C'est davantage que toutes les estimations récentes : le développement des maisons individuelles, à lui seul, a causé la disparition de 400.000 hectares d'espaces naturels entre 1992 et 2004. Soit 1% du territoire français. Depuis plusieurs mois, le ministère de l'Agriculture alerte l'opinion sur le phénomène de "rurbanisation" qui tend à s'accentuer mais c'est la première fois qu'il en livre une véritable radioscopie.

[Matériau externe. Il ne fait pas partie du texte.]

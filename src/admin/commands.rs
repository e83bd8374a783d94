//! Offline store maintenance commands.

use std::collections::BTreeMap;
use std::path::Path;

use serde::Serialize;
use thiserror::Error;

use crate::config::source::{load_from_file, sync_to_store, ConfigError};
use crate::config::validation::{format_errors, validate_routes, ValidationError};
use crate::routing::normalize_key;
use crate::store::{BatchReport, RouteRecord, RouteStore, StoreError};

#[derive(Debug, Error)]
pub enum CommandError {
    #[error("route file {path}: {source}")]
    File {
        path: String,
        source: ConfigError,
    },

    #[error("invalid route: {}", format_errors(.0))]
    Invalid(Vec<ValidationError>),

    #[error(transparent)]
    Store(#[from] StoreError),

    #[error("failed to encode listing: {0}")]
    Json(#[from] serde_json::Error),
}

/// Import every route in a route file, keeping existing hit counts.
pub fn import(store: &RouteStore, path: &Path) -> Result<BatchReport, CommandError> {
    let table = load_from_file(path).map_err(|source| CommandError::File {
        path: path.display().to_string(),
        source,
    })?;
    let report = sync_to_store(&table, store)?;
    tracing::info!(path = ?path, routes = table.len(), written = report.written, transactions = report.transactions, "Routes imported");
    Ok(report)
}

/// Save one route.
pub fn add(store: &RouteStore, key: &str, target: &str) -> Result<RouteRecord, CommandError> {
    validate_routes(&[(key.to_string(), target.to_string())]).map_err(CommandError::Invalid)?;

    let key = normalize_key(key);
    let hit_count = store.get(key).map(|r| r.hit_count).unwrap_or(0);
    let record = RouteRecord {
        key: key.to_string(),
        target: target.to_string(),
        hit_count,
    };
    store.put(&record)?;
    tracing::info!(key = %record.key, target = %record.target, "Route saved");
    Ok(record)
}

/// Delete one route. Returns whether it existed.
pub fn remove(store: &RouteStore, key: &str) -> Result<bool, CommandError> {
    let key = normalize_key(key);
    let existed = store.get(key).is_some();
    store.delete(key)?;
    tracing::info!(key = %key, existed = existed, "Route removed");
    Ok(existed)
}

#[derive(Serialize)]
struct ListedRoute<'a> {
    target: &'a str,
    hits: u64,
}

/// Every stored route as pretty-printed JSON, keyed by path.
pub fn list(store: &RouteStore) -> Result<String, CommandError> {
    let records = store.get_all()?;
    let listing: BTreeMap<String, ListedRoute<'_>> = records
        .values()
        .map(|r| {
            (
                format!("/{}", r.key),
                ListedRoute {
                    target: &r.target,
                    hits: r.hit_count,
                },
            )
        })
        .collect();
    Ok(serde_json::to_string_pretty(&listing)?)
}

Selon le dernier numéro d'Agreste Primeur, une revue du ministère de l'Agriculture, les pavillons sont ainsi responsables de la moitié de la disparition des sols de ces dernières années, sur un total de 800.000 hectares grignotés en douze ans, l'équivalent de la superficie de la Marne ou du Puy-de-Dôme, deux des plus vastes départements français.
Le phénomène n'est pas près de s'inverser si l'on en juge par les dernières statistiques de l'Insee qui confirment un repeuplement des campagnes. Pas du fait des agriculteurs mais des "néoruraux", ces citadins venus se mettre au vert. 3,5 millions de personnes ont fait ce choix entre 1992 et 2004, avec un goût prononcé pour les espaces de détente : sur 100 mètres carrés utilisés, 55 sont occupés pour les pelouses et les jardins, une vingtaine pour les allées ou parkings contre un quart seulement pour la maison.

 

80% de l'artificialisation touche les terres arables

Ils se sont surtout implantés en zones rurales (34%), bien avant les couronnes périrurbaines (25%) et les villes et leurs banlieues (17%), là où le foncier est le plus cher. Ce qui n'est pas sans danger. Selon le coordinateur de l'étude, Laurent Bisault, du service de la statistique et de la prospective au ministère de l'Agriculture, la construction de pavillons est "le principal moteur de l'artificialisation des sols", bien avant la réalisation de routes, terrains de sport ou autre habitat collectif. Un phénomène difficilement réversible : en imperméabilisant les sols, le bâti limite l'épuration des eaux et favorise les risques d'inondations. Autre problème, malgré le développement de nouvelles activités comme les services à la personne ou l'écotourisme, l'emploi ne suit pas. D'où la nécessité de construire sans cesse de nouvelles routes et infrastructures pour permettre à ces anciens urbains d'aller travailler. Le réseau routier a ainsi consommé 150.000 hectares de terres cultivées sur la période, soit le double de la surface consacrée aux équipements sportifs.
Et pourtant, la France reste un pays à dominante rural, souligne encore l'étude, puisque le territoire hexagonal demeure en grande partie tourné vers l'agriculture et pour un tiers à l'activité forestière. A titre de comparaison, l'industrie, le tertiaire et l'habitat résidentiel ne couvrent que 10% du territoire national. Pour combien de temps ? 80% de l'artificialisation touche les terres arables. Explication : les bois et forêts sont mieux protégés. Il est en effet interdit de défricher les bois et massifs de plus de 4 hectares. Privée de ses meilleures terres, "situées à proximité des zones les plus peuplées", la production agricole pourrait faire les frais de ce mitage.